Figure 4 displays sample images from the mammography dataset, divided into benign and malignant categories.

Top Row (Benign): Three benign images show uniform textures with minimal irregularities, indicating non-cancerous conditions;
Bottom Row (Malignant): Three malignant images exhibit distinct anomalies, suggesting potential malignancies.

The ‘normal’ class in the BUSI dataset was excluded from training due to its limited representation and lack of pathological markers, which rendered it insufficient for robust learning and generalization. Moreover, preliminary experiments indicated that inclusion of the normal class introduced class imbalance without contributing significantly to model discriminability, justifying its omission to preserve diagnostic focus on benign versus malignant classification.

2.1.3. Fusion Dataset Description

A fusion dataset was constructed by combining the MIAS mammographic dataset and the Breast Ultrasound Images Dataset. This fusion approach integrates two distinct imaging modalities, mammography and ultrasound, each offering complementary diagnostic information. While mammographic images provide high-resolution anatomical details and are widely used in breast cancer screening, ultrasound images are particularly effective in differentiating between cystic and solid lesions, especially in dense breast tissues.

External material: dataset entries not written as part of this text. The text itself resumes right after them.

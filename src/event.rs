//! This module defines the per-event storage of physics objects
//!
//! Objects are rebuilt from scratch for every record. Building and selection
//! are one-shot operations between two resets: repeating them is refused with
//! a warning, and asking for selected objects before selection has run is an
//! error that yields nothing.

use crate::{
    electron::{build_electrons, Electron},
    genpart::{build_gen_particles, GenParticle},
    met::MetSnapshot,
    muon::{build_muons, Muon},
    record::EventRecord,
    selection::{SelectionProfile, SelectionTier},
    Result,
};

/// Physics objects of the event being processed
#[derive(Debug, Default)]
pub struct EventObjects {
    /// Objects were built from a record
    built: bool,

    /// Object selection has run
    selected: bool,

    /// Muons, in record order
    pub muons: Vec<Muon>,

    /// Electrons, in record order
    pub electrons: Vec<Electron>,

    /// Generator particles (simulation only), in record order
    pub gen_particles: Vec<GenParticle>,

    /// Missing transverse energy
    pub met: MetSnapshot,
}
//
impl EventObjects {
    /// Set up empty storage
    pub fn new() -> Self {
        Self::default()
    }

    /// Forget everything about the previous event
    pub fn reset(&mut self) {
        self.built = false;
        self.selected = false;
        self.muons.clear();
        self.electrons.clear();
        self.gen_particles.clear();
        self.met = MetSnapshot::default();
    }

    /// Build all objects from a record
    ///
    /// Returns the number of generator particles with an invalid PDG id.
    ///
    pub fn build(
        &mut self,
        record: &EventRecord,
        is_mc: bool,
        profile: SelectionProfile,
    ) -> Result<usize> {
        if self.built {
            tracing::warn!("Event objects are already built, ignoring rebuild request");
            return Ok(0);
        }
        self.muons = build_muons(record, profile)?;
        self.electrons = build_electrons(record)?;
        self.met = MetSnapshot::from_record(record, is_mc)?;
        let mut invalid_pdg = 0;
        if is_mc {
            let (particles, invalid) = build_gen_particles(record)?;
            self.gen_particles = particles;
            invalid_pdg = invalid;
        }
        self.built = true;
        Ok(invalid_pdg)
    }

    /// Truth that objects were built since the last reset
    pub fn is_built(&self) -> bool {
        self.built
    }

    /// Truth that object selection has run since the last reset
    pub fn is_selected(&self) -> bool {
        self.selected
    }

    /// Flag the selection as done, returning false if it already was
    pub(crate) fn mark_selected(&mut self) -> bool {
        !std::mem::replace(&mut self.selected, true)
    }

    // ### SELECTED OBJECTS ###

    /// Check that selection has run before handing out selected objects
    fn selection_ready(&self, what: &str) -> bool {
        if !self.selected {
            tracing::error!("Requested {what} before object selection, returning none");
        }
        self.selected
    }

    /// Indices of the muons in a given tier
    fn muon_indices(&self, tier: SelectionTier, what: &str) -> Vec<usize> {
        if !self.selection_ready(what) {
            return Vec::new();
        }
        self.muons
            .iter()
            .enumerate()
            .filter(|(_, m)| m.tier() == Some(tier))
            .map(|(idx, _)| idx)
            .collect()
    }

    /// Tight muons, in record order
    pub fn tight_muons(&self) -> Vec<&Muon> {
        self.muon_indices(SelectionTier::Tight, "tight muons")
            .into_iter()
            .map(|idx| &self.muons[idx])
            .collect()
    }

    /// Loose (and not tight) muons, in record order
    pub fn loose_muons(&self) -> Vec<&Muon> {
        self.muon_indices(SelectionTier::Loose, "loose muons")
            .into_iter()
            .map(|idx| &self.muons[idx])
            .collect()
    }

    /// Indices of the tight muons, by decreasing effective pT
    pub fn tight_muons_by_pt(&self) -> Vec<usize> {
        let mut indices = self.muon_indices(SelectionTier::Tight, "tight muons");
        indices.sort_by(|&a, &b| self.muons[b].pt().total_cmp(&self.muons[a].pt()));
        indices
    }

    /// Index of the highest-pT tight muon
    pub fn leading_tight_muon(&self) -> Option<usize> {
        self.tight_muons_by_pt().first().copied()
    }

    /// Loose electrons, in record order
    pub fn loose_electrons(&self) -> Vec<&Electron> {
        if !self.selection_ready("loose electrons") {
            return Vec::new();
        }
        self.electrons
            .iter()
            .filter(|e| e.is_loose() == Some(true))
            .collect()
    }

    /// Generator-level muons of either charge
    pub fn gen_muons(&self) -> impl Iterator<Item = &GenParticle> {
        self.gen_particles.iter().filter(|p| p.is_muon())
    }
}

#[cfg(test)]
mod tests {
    use super::*;
    use crate::{momentum::Kinematics, muon::tests::muon_record, selection::select_objects};

    fn record() -> EventRecord {
        muon_record(&[(60., 0.5, 0.1, 1.), (12., 1.0, 2.0, 1.)])
            .with_scalar("nElectron", 0.)
            .with_array("Electron_pt", vec![])
            .with_array("Electron_eta", vec![])
            .with_array("Electron_phi", vec![])
            .with_array("Electron_mass", vec![])
            .with_array("Electron_charge", vec![])
            .with_array("Electron_cutBased", vec![])
            .with_array("Electron_deltaEtaSC", vec![])
            .with_scalar("MET_pt", 45.)
            .with_scalar("MET_phi", 1.67)
            .with_scalar("MET_sumEt", 500.)
            .with_scalar("PuppiMET_pt", 45.)
            .with_scalar("PuppiMET_phi", 1.67)
            .with_scalar("PuppiMET_sumEt", 400.)
    }

    #[test]
    fn rebuild_without_reset_is_refused() {
        let mut objects = EventObjects::new();
        objects.build(&record(), false, SelectionProfile::Standard).unwrap();
        assert_eq!(objects.muons.len(), 2);

        let other = muon_record(&[(5., 0., 0., 1.)]);
        objects.build(&other, false, SelectionProfile::Standard).unwrap();
        assert_eq!(objects.muons.len(), 2);
        assert_eq!(objects.muons[0].pt(), objects.muons[0].raw().pt());

        objects.reset();
        assert!(!objects.is_built());
        assert!(objects.muons.is_empty());
    }

    #[test]
    fn selected_objects_need_selection() {
        let mut objects = EventObjects::new();
        objects.build(&record(), false, SelectionProfile::Standard).unwrap();
        assert!(objects.tight_muons().is_empty());
        assert!(objects.leading_tight_muon().is_none());

        select_objects(&mut objects, SelectionProfile::Standard, false);
        assert_eq!(objects.tight_muons().len(), 1);
        assert_eq!(objects.loose_muons().len(), 1);
        assert_eq!(objects.leading_tight_muon(), Some(0));
        assert!(objects.loose_electrons().is_empty());
    }
}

Combining these datasets improves the model’s capacity to generalize across various clinical circumstances by allowing it to learn from a wider variety of visual aspects and lesion characteristics. Prior to fusion, both datasets were independently preprocessed to ensure consistency in image resolution, format, and labeling schemes. Only the benign and malignant classes were retained from both datasets to maintain a uniform binary classification framework. The fused dataset contains samples from both mammograms and ultrasound scans, ensuring a balanced representation of each imaging type. In addition to expanding the amount and diversity of training data, this integration makes use of multimodal learning’s advantages, which have been demonstrated to greatly improve performance in medical picture analysis. The resultant dataset provides a strong basis for creating a computer-aided diagnostic system that is more dependable and flexible.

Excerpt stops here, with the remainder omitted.